28 Jul 2013 | Cascalog, clojure, Emacs, Hadoop

My learning at university involved processing Twitter dataset using Hadoop cluster (as part of a very useful module called High Performance Computing). All done using pure Java. These are not good memories. Jobs failing, jobs queuing, cluster experiencing downtime, students panicking, staff complaining. Not to mention the need to write my own Mapper, Reducer, Combiner and a job configuration. And the job was really tiny! Oh, and the need to create a new jar and copy it to hdfs each time I changed the code. If only I could just write a simple query and run it the way SQL is run..

One word: Cascalog.

If the job does not take longer than 20 minutes to run locally, then you really don’t need a Hadoop cluster for that. With Cascalog you can write your job in a form of a query, and you can write Clojure functions to do, well, whatever you want with your data. Read below to find out how to set up your environment to work with Clojure Cascalog (there is a pure Java Cascalog too, JCascalog, but NO.)

Hadoop installation

OS X: For the most useful instructions on how to get Hadoop on your Mac, using homebrew, head to Denny Lee’s article.
Other operating systems: Apache’s Wiki seems like a good source.

Clojure installation

OS X: You can do it quickly and pain-free using homebrew (and if you don’t have homebrew, shame on you!). Instructions here.

Pay attention to Step 3, where you learn how to set up a Clojure project. Your project.clj is a one-stop shop for downloading all dependencies, so this is where you’ll add your hadoop and cascalog jars.

(defproject project-name "0.1.1-SNAPSHOT"
  :description "Description"
  :url ""

  :dependencies [[org.clojure/clojure "1.5.1"]
                 [cascalog "1.10.1"]
                 [org.clojure/math.numeric-tower "0.0.2"]]
  :profiles {:dev {:dependencies [[midje "1.5.1"
                                   :exclusions [org.apache.httpcomponents/httpcore
                                  [org.apache.hadoop/hadoop-core "1.0.4"
                                   :exclusions [org.slf4j/slf4j-api
             :provided {:dependencies [[org.apache.hadoop/hadoop-core "0.20.2-dev"]]}}
  :main your-main
  :uberjar-name "your-jar.jar"
  :exclusions [org.apache.hadoop/hadoop-core


I’m new to Emacs, it’s been a steep learning curve, but an enjoyable one. Emacs is not as memory hungry as your typical IDE. And using nrepl in Emacs proved to be easier than using it in IntelliJ (haven’t tried other IDEs though).

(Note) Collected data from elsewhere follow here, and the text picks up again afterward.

//! Logging and observability
//!
//! Leveled `tracing` output on stderr, plus the optional JSONL history of
//! finished runs.

pub mod jsonl;

pub use jsonl::RunLog;

use tracing_subscriber::{layer::SubscriberExt, util::SubscriberInitExt, EnvFilter};

/// Filter used when `RUST_LOG` is unset
#[must_use]
pub const fn default_filter(verbose: bool) -> &'static str {
    if verbose {
        "forgeflow=debug"
    } else {
        "forgeflow=info"
    }
}

/// Install the global subscriber. `RUST_LOG` overrides the default filter.
pub fn init_tracing(verbose: bool) {
    tracing_subscriber::registry()
        .with(tracing_subscriber::fmt::layer().with_writer(std::io::stderr))
        .with(
            EnvFilter::try_from_default_env()
                .unwrap_or_else(|_| EnvFilter::new(default_filter(verbose))),
        )
        .init();
}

To write and run your code, get yourself Emacs-live. It’s a complete setup so everything you need is already there. If you haven’t used Emacs before it’s best if you go through the built-in tutorial. You can open it from inside Emacs Live using M-h t (should be Alt+h followed by t). In Emacs the two commonly-used modifier keys are (usually labeled and referred to as C), and (usually labeled and referred to as M).

Open your project.clj (or any other clojure file) in Emacs, and connect to it nrepl by running M-x nrepl-jack-in. This will load all your dependencies and set up your classpath.
For more commands, use Emacs cheatsheet.

Write queries

Let’s say we have a series of CSV files, each looking like this: store_id,store_name,city,sales_total
and containing sales from a single month. We want to go through all the files and get the total sales (12 months worth) from all stores per each city.

First, let’s create our own namespace, and import Cascalog and some other namespaces:
– cascalog.ops to use sum function
– cascalog.more-taps to parse delimited files, e.g. CSV

(ns my.project.sales
  (:require [cascalog.api :refer :all]
            [cascalog.ops :as ops]
            [cascalog.more-taps :refer [hfs-delimited]]))

Next, let’s create some helper functions. We’ll be dealing with numbers so it’s important to check if the value in a given column is actually a number, and then parse it:

(defn numbers-as-strings? [& strings]
  (every? #(re-find #"^-?\d+(?:\.\d+)?$" %) strings))

(defn parse-double [txt]
  (Double/parseDouble txt))

Now we can construct our query (and write it as a function of course):

(defn total-sales-per-city [input]
  (<- [?city ?total]
      (input :> ?store-id ?store-name ?city ?sales-string)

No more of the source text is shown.